18. Я уже говорил, что Лютерова реформа - великий германский грех, а Декартова - великий французский грех в истории современной мысли. На самом деле философски-рациональную форму и в то же время духовную устойчивость, а также способность к неограниченному распространению Декарт дал таким тенденциям, которые под совершенно иными видами царили в Европе задолго до него. Тем не менее это мы способствовали успеху картезианской философии, чем и позволили этим тенденциям проникнуть внутрь католической мысли; тем не менее, хотя тончайшая и глубочайшая первооснова картезианства, как я пытался представить его в этом очерке, пришла из страны бесплотных духов (не стоит говорить, что страна эта по самой сути космополитична), но упало в почву и прозябло это семя в нашем климате.

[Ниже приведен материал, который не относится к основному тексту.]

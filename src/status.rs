//! Terminal status printer collaborator (§6). Mirrors the teacher's use
//! of `colored` for human-facing warnings (`smdl/midi.rs`): informational
//! lines in the default color, warnings in yellow, errors in red. Only
//! the interface plus a stdout-backed implementation are provided; the
//! core never calls `println!` directly, it goes through `StatusSink` so
//! tests can capture output instead.
use colored::Colorize;

pub trait StatusSink {
    fn info(&mut self, message: &str);
    fn warn(&mut self, message: &str);
    fn error(&mut self, message: &str);
}

pub struct TerminalStatus;

impl StatusSink for TerminalStatus {
    fn info(&mut self, message: &str) {
        println!("{message}");
    }

    fn warn(&mut self, message: &str) {
        println!("{}{}", "warning: ".yellow(), message);
    }

    fn error(&mut self, message: &str) {
        eprintln!("{}{}", "error: ".red(), message);
    }
}

/// Captures lines instead of printing, for tests.
#[derive(Default)]
pub struct RecordingStatus {
    pub lines: Vec<String>,
}

impl StatusSink for RecordingStatus {
    fn info(&mut self, message: &str) {
        self.lines.push(message.to_string());
    }

    fn warn(&mut self, message: &str) {
        self.lines.push(format!("warning: {message}"));
    }

    fn error(&mut self, message: &str) {
        self.lines.push(format!("error: {message}"));
    }
}
//! Archive loader (AAF, §4.2): indexes the chunked container and exposes
//! lazy bank/wavesystem loaders over the cached bytes.

use std::collections::HashMap;
use std::io::{Cursor, Read, Seek};

use indexmap::IndexMap;

use crate::binreader::*;
use crate::error::Result;
use crate::fs_provider::FileSystemProvider;
use crate::ibnk::{self, Ibnk};
use crate::wsys::{self, Wavesystem};

const CHUNKTYPE_END: u32 = 0;
const CHUNKTYPE_IBNK: u32 = 2;
const CHUNKTYPE_WSYS: u32 = 3;
const UNSET_ID: u32 = 0xFFFFFFFF;

struct ChunkRecord {
    chunktype: u32,
    off: u32,
    size: u32,
    id: u32,
}

fn index_chunks<R: Read + Seek>(r: &mut R) -> Result<Vec<ChunkRecord>> {
    let mut records = Vec::new();
    loop {
        let chunktype = read_u32(r, "AAF chunktype")?;
        if chunktype == CHUNKTYPE_END {
            break;
        }
        loop {
            let off = read_u32(r, "AAF chunk off")?;
            if off == 0 {
                break;
            }
            let size = read_u32(r, "AAF chunk size")?;
            let id = if chunktype == CHUNKTYPE_IBNK || chunktype == CHUNKTYPE_WSYS {
                read_u32(r, "AAF chunk id")?
            } else {
                UNSET_ID
            };
            records.push(ChunkRecord { chunktype, off, size, id });
        }
    }
    Ok(records)
}

/// Indexed archive: every IBNK/WSYS chunk's bytes copied out, keyed by
/// its id (WSYS uses its embedded `wsys_id`, overriding the index id).
/// Parsing of each chunk's contents is deferred to `load_bank` /
/// `load_wavesystem`.
pub struct Archive {
    ibnk_chunks: IndexMap<u32, Vec<u8>>,
    wsys_chunks: IndexMap<u32, Vec<u8>>,
    bank_cache: HashMap<u32, Ibnk>,
    wsys_cache: HashMap<u32, Wavesystem>,
}

impl Archive {
    pub fn load(bytes: &[u8]) -> Result<Archive> {
        let mut r = Cursor::new(bytes);
        let records = index_chunks(&mut r)?;

        let mut ibnk_chunks = IndexMap::new();
        let mut wsys_chunks = IndexMap::new();
        for rec in records {
            let start = rec.off as usize;
            let end = start + rec.size as usize;
            let chunk = bytes[start..end].to_vec();
            match rec.chunktype {
                CHUNKTYPE_IBNK => {
                    ibnk_chunks.insert(rec.id, chunk);
                }
                CHUNKTYPE_WSYS => {
                    // First 12 bytes: magic(4), file_size(4), wsys_id(4).
                    let embedded_id = u32::from_be_bytes([chunk[8], chunk[9], chunk[10], chunk[11]]);
                    wsys_chunks.insert(embedded_id, chunk);
                }
                _ => {}
            }
        }

        Ok(Archive { ibnk_chunks, wsys_chunks, bank_cache: HashMap::new(), wsys_cache: HashMap::new() })
    }

    /// Parses and caches the bank with the given id. A missing id yields
    /// an empty bank rather than an error (§4.2, §7: loaders degrade
    /// rather than fail the whole archive).
    pub fn load_bank(&mut self, id: u32) -> Result<&Ibnk> {
        if !self.bank_cache.contains_key(&id) {
            let bank = match self.ibnk_chunks.get(&id) {
                Some(chunk) => ibnk::parse_ibnk(chunk)?,
                None => empty_ibnk(),
            };
            self.bank_cache.insert(id, bank);
        }
        Ok(self.bank_cache.get(&id).expect("just inserted"))
    }

    /// Parses and caches the wavesystem with the given id, decoding its
    /// waves through `fs`. A missing id yields an empty wavesystem.
    pub fn load_wavesystem(&mut self, id: u32, fs: &dyn FileSystemProvider) -> Result<&Wavesystem> {
        if !self.wsys_cache.contains_key(&id) {
            let system = match self.wsys_chunks.get(&id) {
                Some(chunk) => wsys::parse_wsys(chunk, fs)?,
                None => Wavesystem::default(),
            };
            self.wsys_cache.insert(id, system);
        }
        Ok(self.wsys_cache.get(&id).expect("just inserted"))
    }
}

fn empty_ibnk() -> Ibnk {
    // No public constructor exists on Ibnk since every other caller goes
    // through parse_ibnk; build a trivially empty IBNK chunk in memory
    // and parse it, keeping this the single source of truth for the
    // on-disk layout.
    let mut buf = Vec::new();
    buf.extend_from_slice(b"IBNK");
    buf.extend_from_slice(&0u32.to_be_bytes());
    buf.extend_from_slice(&UNSET_ID.to_be_bytes());
    buf.resize(0x20, 0);
    buf.extend_from_slice(b"BANK");
    buf.resize(buf.len() + 245 * 4, 0);
    ibnk::parse_ibnk(&buf).expect("well-formed empty bank")
}

#[cfg(test)]
mod tests {
    use super::*;
    use byteorder::{BigEndian, WriteBytesExt};

    struct FakeFs;
    impl FileSystemProvider for FakeFs {
        fn read_archive(&self) -> Result<Vec<u8>> {
            unimplemented!()
        }
        fn read_wave_file(&self, _aw_filename: &str) -> Result<Vec<u8>> {
            unimplemented!()
        }
    }

    fn build_archive_with_one_ibnk() -> Vec<u8> {
        let mut buf = Vec::new();
        buf.write_u32::<BigEndian>(CHUNKTYPE_IBNK).unwrap();
        let chunk_off_pos = buf.len();
        buf.write_u32::<BigEndian>(0).unwrap(); // off, patched
        buf.write_u32::<BigEndian>(0).unwrap(); // size, patched
        buf.write_u32::<BigEndian>(5).unwrap(); // id
        buf.write_u32::<BigEndian>(0).unwrap(); // off == 0 terminates inner loop
        buf.write_u32::<BigEndian>(CHUNKTYPE_END).unwrap();

        let chunk_off = buf.len() as u32;
        let mut ibnk = Vec::new();
        ibnk.extend_from_slice(b"IBNK");
        ibnk.write_u32::<BigEndian>(0).unwrap();
        ibnk.write_u32::<BigEndian>(9).unwrap(); // wsys_id
        ibnk.resize(0x20, 0);
        ibnk.extend_from_slice(b"BANK");
        ibnk.resize(ibnk.len() + 245 * 4, 0);
        let chunk_size = ibnk.len() as u32;
        buf.extend_from_slice(&ibnk);

        (&mut buf[chunk_off_pos..]).write_u32::<BigEndian>(chunk_off).unwrap();
        (&mut buf[chunk_off_pos + 4..]).write_u32::<BigEndian>(chunk_size).unwrap();
        buf
    }

    #[test]
    fn indexes_and_loads_one_ibnk_chunk() {
        let bytes = build_archive_with_one_ibnk();
        let mut archive = Archive::load(&bytes).unwrap();
        let bank = archive.load_bank(5).unwrap();
        assert_eq!(bank.wsys_id, 9);
    }

    #[test]
    fn missing_bank_id_yields_empty_bank() {
        let bytes = build_archive_with_one_ibnk();
        let mut archive = Archive::load(&bytes).unwrap();
        let bank = archive.load_bank(999).unwrap();
        assert!(bank.instrument(0).is_none());
    }

    #[test]
    fn missing_wavesystem_id_yields_empty_wavesystem() {
        let bytes = build_archive_with_one_ibnk();
        let mut archive = Archive::load(&bytes).unwrap();
        let fs = FakeFs;
        let system = archive.load_wavesystem(1234, &fs).unwrap();
        assert!(system.is_empty());
    }
}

Я твердо знаю, что торжество картезианства во Франции обозначило первую трещину в нашем доме, только что заново отстроенном и обдуваемом всеми ветрами Европы. Притом картезианство гораздо в большей степени, чем философия XVIII в., в которую сильно подмешивались сначала английские, потом германские влияния, являет образ не французского духа - я бы воздержался от такого пустословия, - но некоторых типичных искажений, против которых нам всегда следует быть настороже, образ не того, в чем наша жизнь и мера, а в чем наши излишества и немощи.
Мы не должны терпеть, чтобы на Декарта указывали как на образец французского мышления: он сохранил немало от его производящей силы, но источил его и довел его черты до гримасы. Так же не следует, подобно Лансону31*, легкомысленно усматривать в нем животворное начало нашей классической словесности. Здесь прав был Брюнетьер32*: <Влияние картезианства на семнадцатое столетие - одно из измышлений, одно из заблуждений, которыми Виктор Кузен заразил историю французской литературы>242. Влияние какой бы то ни было философской системы на искусство вообще может быть лишь весьма спорадическим и поверхностным, она отражается в них всегда косвенно, через посредство перемен, которые произвела в мышлении всего общества, а значит, с существенным опозданием. Поэтому признаки картезианства в литературе следует искать в последние годы XVII и начале XVIII в. - в тот момент, когда Ла Мот жалел, что Гомер и Вергилий писали стихами, когда этот поэт - на взгляд Фонтенеля, г-жи де Тансен и аббата Трюбле, один из величайших гениев Франции - воспевал:
Вождь единый мой Природа
Пустотою небосвода
Наполняй мне ум и взор
Что в себя ни примет зренье -
Представляю протяженье,
Созерцаю лишь простор!
И везде, где мнится тело,
Протекает, словно ртуть,
Выражая все, что цело,
Пустоты прекрасной суть.
А чуть позже аббат Террасой объявил: <Тот, кто о материях словесных не мыслит так, как Декарт предписал мыслить о материях физических, тот недостоин нынешнего века>.